__Data to process__.
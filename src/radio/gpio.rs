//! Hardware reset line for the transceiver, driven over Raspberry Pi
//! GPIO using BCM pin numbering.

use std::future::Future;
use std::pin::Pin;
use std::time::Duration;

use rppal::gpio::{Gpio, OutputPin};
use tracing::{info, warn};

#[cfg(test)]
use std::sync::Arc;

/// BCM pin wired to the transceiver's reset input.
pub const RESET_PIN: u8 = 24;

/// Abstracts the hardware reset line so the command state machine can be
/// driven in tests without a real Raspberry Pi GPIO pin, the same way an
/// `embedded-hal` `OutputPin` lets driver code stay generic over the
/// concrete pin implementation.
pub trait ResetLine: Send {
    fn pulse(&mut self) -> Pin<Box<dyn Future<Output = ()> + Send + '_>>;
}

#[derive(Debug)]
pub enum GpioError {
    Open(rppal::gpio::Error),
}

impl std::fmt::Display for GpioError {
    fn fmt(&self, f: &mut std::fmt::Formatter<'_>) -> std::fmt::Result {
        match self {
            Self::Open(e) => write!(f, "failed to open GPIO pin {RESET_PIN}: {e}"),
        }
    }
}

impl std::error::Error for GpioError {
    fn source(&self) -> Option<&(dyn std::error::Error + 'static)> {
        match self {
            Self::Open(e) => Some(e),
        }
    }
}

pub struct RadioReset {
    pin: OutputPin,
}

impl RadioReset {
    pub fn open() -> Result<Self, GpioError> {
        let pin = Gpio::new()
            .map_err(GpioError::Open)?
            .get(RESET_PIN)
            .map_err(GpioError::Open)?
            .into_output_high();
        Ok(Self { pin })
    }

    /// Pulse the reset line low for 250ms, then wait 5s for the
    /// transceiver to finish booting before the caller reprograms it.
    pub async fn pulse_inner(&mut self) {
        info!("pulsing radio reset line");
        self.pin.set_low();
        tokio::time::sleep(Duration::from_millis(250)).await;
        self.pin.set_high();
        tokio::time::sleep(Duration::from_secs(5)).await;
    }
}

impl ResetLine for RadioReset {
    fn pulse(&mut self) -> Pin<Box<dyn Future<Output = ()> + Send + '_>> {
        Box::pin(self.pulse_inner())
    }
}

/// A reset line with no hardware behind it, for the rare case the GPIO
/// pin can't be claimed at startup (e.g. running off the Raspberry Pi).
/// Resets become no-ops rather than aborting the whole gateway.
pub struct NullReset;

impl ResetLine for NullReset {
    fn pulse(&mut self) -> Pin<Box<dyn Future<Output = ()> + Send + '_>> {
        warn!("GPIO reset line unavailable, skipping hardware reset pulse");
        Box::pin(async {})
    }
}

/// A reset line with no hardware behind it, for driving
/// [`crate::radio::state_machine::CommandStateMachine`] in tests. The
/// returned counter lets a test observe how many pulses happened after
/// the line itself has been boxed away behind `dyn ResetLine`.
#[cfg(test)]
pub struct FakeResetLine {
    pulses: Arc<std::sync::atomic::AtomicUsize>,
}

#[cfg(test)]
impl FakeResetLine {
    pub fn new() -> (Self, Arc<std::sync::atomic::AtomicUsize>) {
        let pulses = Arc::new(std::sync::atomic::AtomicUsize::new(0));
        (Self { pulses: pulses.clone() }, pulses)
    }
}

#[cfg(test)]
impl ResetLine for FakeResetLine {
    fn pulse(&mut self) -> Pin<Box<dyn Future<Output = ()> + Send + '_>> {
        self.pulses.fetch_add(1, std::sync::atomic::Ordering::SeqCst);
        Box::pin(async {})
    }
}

---

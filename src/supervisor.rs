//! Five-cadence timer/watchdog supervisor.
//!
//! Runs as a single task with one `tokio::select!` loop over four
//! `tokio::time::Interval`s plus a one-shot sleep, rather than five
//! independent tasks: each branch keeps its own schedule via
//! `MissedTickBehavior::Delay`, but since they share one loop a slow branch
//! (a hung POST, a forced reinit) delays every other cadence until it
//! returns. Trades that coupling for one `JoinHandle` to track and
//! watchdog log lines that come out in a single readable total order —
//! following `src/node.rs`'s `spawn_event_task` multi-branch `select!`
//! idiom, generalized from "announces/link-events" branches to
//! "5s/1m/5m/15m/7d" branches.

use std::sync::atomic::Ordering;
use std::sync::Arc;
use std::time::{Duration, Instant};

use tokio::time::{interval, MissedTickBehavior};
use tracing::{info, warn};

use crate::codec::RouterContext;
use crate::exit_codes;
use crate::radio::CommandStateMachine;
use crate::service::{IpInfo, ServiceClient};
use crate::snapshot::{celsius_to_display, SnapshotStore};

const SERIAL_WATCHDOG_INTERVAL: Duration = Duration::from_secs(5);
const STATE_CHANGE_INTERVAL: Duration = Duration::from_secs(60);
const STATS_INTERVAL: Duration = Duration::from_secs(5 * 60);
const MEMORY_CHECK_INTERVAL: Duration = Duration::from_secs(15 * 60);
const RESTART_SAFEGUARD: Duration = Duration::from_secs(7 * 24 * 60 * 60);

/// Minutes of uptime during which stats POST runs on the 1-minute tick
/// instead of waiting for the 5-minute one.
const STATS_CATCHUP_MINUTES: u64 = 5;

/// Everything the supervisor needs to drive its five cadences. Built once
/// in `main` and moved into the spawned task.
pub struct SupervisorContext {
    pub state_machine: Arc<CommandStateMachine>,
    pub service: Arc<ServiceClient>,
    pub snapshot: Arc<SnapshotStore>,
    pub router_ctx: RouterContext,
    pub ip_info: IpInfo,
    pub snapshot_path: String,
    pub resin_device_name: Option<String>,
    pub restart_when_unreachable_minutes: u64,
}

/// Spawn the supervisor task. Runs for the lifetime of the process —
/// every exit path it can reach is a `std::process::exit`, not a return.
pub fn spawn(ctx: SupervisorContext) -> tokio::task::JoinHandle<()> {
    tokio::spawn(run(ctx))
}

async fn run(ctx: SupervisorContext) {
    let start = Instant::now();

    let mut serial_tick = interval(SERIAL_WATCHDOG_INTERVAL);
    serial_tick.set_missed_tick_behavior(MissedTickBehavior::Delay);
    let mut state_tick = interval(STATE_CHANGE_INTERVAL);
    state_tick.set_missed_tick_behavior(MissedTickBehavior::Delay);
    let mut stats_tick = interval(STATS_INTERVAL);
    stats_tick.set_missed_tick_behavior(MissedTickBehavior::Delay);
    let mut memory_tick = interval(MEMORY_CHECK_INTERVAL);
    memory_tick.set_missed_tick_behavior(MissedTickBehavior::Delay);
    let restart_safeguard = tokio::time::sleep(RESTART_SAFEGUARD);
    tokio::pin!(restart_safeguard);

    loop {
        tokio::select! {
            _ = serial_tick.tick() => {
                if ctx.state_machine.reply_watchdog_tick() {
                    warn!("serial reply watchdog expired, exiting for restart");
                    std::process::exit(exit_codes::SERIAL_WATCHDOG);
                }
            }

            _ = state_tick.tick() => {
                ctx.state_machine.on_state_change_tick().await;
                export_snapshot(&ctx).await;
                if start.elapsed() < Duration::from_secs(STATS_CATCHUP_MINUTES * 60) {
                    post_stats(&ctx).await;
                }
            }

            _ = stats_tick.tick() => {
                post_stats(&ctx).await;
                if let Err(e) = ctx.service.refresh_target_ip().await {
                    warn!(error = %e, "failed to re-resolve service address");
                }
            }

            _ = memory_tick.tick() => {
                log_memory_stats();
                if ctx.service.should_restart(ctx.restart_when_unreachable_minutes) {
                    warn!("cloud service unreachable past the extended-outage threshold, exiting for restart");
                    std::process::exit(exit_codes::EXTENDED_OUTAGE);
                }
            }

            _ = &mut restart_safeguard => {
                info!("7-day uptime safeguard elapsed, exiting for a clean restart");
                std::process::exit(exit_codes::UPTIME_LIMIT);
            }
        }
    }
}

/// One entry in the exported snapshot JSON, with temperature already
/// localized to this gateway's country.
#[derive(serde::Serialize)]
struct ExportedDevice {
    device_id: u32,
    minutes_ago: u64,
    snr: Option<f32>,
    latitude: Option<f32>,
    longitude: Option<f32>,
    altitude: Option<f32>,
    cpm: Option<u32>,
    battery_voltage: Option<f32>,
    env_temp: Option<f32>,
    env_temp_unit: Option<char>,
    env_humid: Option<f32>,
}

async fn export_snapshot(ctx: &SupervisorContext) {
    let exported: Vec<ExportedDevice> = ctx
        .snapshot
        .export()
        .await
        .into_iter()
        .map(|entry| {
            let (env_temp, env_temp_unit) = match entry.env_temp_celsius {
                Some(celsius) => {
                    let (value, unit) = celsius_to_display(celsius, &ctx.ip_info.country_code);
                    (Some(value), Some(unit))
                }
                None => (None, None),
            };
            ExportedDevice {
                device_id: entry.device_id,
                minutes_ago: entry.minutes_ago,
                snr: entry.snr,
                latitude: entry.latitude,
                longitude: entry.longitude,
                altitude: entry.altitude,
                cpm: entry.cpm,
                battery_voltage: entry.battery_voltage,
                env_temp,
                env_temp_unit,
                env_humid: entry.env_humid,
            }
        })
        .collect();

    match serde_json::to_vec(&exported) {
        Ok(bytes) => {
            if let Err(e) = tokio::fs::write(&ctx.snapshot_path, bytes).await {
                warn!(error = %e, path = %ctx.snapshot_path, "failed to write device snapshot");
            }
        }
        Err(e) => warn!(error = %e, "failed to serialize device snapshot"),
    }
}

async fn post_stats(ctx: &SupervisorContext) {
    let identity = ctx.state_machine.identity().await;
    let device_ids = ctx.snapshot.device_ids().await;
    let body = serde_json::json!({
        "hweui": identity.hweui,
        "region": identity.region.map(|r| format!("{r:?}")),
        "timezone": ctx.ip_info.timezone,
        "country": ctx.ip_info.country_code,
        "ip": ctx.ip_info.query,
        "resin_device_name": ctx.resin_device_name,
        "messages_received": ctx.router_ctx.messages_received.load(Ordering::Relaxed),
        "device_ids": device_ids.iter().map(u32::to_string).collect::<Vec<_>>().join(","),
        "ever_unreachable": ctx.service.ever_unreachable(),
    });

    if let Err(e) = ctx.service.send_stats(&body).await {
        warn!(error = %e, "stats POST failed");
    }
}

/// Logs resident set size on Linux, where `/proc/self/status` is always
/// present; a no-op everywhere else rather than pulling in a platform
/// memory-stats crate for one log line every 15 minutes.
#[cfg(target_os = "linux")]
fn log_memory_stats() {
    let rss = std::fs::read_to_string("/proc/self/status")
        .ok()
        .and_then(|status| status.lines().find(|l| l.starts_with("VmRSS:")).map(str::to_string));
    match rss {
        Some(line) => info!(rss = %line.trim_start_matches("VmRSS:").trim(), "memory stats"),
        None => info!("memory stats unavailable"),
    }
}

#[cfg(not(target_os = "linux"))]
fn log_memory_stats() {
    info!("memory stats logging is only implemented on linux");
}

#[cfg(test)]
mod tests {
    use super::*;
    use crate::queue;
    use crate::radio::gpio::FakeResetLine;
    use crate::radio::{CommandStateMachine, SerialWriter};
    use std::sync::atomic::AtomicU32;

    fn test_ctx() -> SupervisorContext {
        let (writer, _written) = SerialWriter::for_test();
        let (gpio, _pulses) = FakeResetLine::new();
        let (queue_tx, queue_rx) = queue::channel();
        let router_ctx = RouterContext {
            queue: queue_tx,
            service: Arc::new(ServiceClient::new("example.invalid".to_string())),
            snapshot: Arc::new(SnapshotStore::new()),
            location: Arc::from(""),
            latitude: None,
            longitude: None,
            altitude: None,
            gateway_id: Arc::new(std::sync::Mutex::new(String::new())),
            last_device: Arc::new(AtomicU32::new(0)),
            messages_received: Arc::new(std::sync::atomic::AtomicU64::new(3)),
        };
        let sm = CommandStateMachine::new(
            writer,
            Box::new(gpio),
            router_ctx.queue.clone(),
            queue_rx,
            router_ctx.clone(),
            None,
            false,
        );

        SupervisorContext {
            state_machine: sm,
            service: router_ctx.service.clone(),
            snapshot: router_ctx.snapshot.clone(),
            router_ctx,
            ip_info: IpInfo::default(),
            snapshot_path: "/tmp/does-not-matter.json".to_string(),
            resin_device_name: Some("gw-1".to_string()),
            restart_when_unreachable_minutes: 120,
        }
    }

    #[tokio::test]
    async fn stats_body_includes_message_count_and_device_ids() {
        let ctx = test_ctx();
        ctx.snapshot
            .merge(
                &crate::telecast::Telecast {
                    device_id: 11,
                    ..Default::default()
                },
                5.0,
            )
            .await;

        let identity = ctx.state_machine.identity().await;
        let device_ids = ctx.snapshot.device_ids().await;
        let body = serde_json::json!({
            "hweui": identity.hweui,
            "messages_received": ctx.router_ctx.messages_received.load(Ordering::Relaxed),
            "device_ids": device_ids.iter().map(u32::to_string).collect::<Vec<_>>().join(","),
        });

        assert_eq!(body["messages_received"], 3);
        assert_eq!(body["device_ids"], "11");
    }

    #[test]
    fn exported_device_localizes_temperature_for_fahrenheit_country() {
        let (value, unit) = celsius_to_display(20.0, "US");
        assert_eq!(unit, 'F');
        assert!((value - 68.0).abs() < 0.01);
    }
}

__Work instructions__. Go to the line in the material above that contains "async fn run(ctx: SupervisorContext)" and copy exactly from there through the line that contains "stats_tick.set_missed_tick_behavior(MissedTickBehavior::Delay);", stopping after it.

__Completed exercise__.
async fn run(ctx: SupervisorContext) {
    let start = Instant::now();

    let mut serial_tick = interval(SERIAL_WATCHDOG_INTERVAL);
    serial_tick.set_missed_tick_behavior(MissedTickBehavior::Delay);
    let mut state_tick = interval(STATE_CHANGE_INTERVAL);
    state_tick.set_missed_tick_behavior(MissedTickBehavior::Delay);
    let mut stats_tick = interval(STATS_INTERVAL);
    stats_tick.set_missed_tick_behavior(MissedTickBehavior::Delay);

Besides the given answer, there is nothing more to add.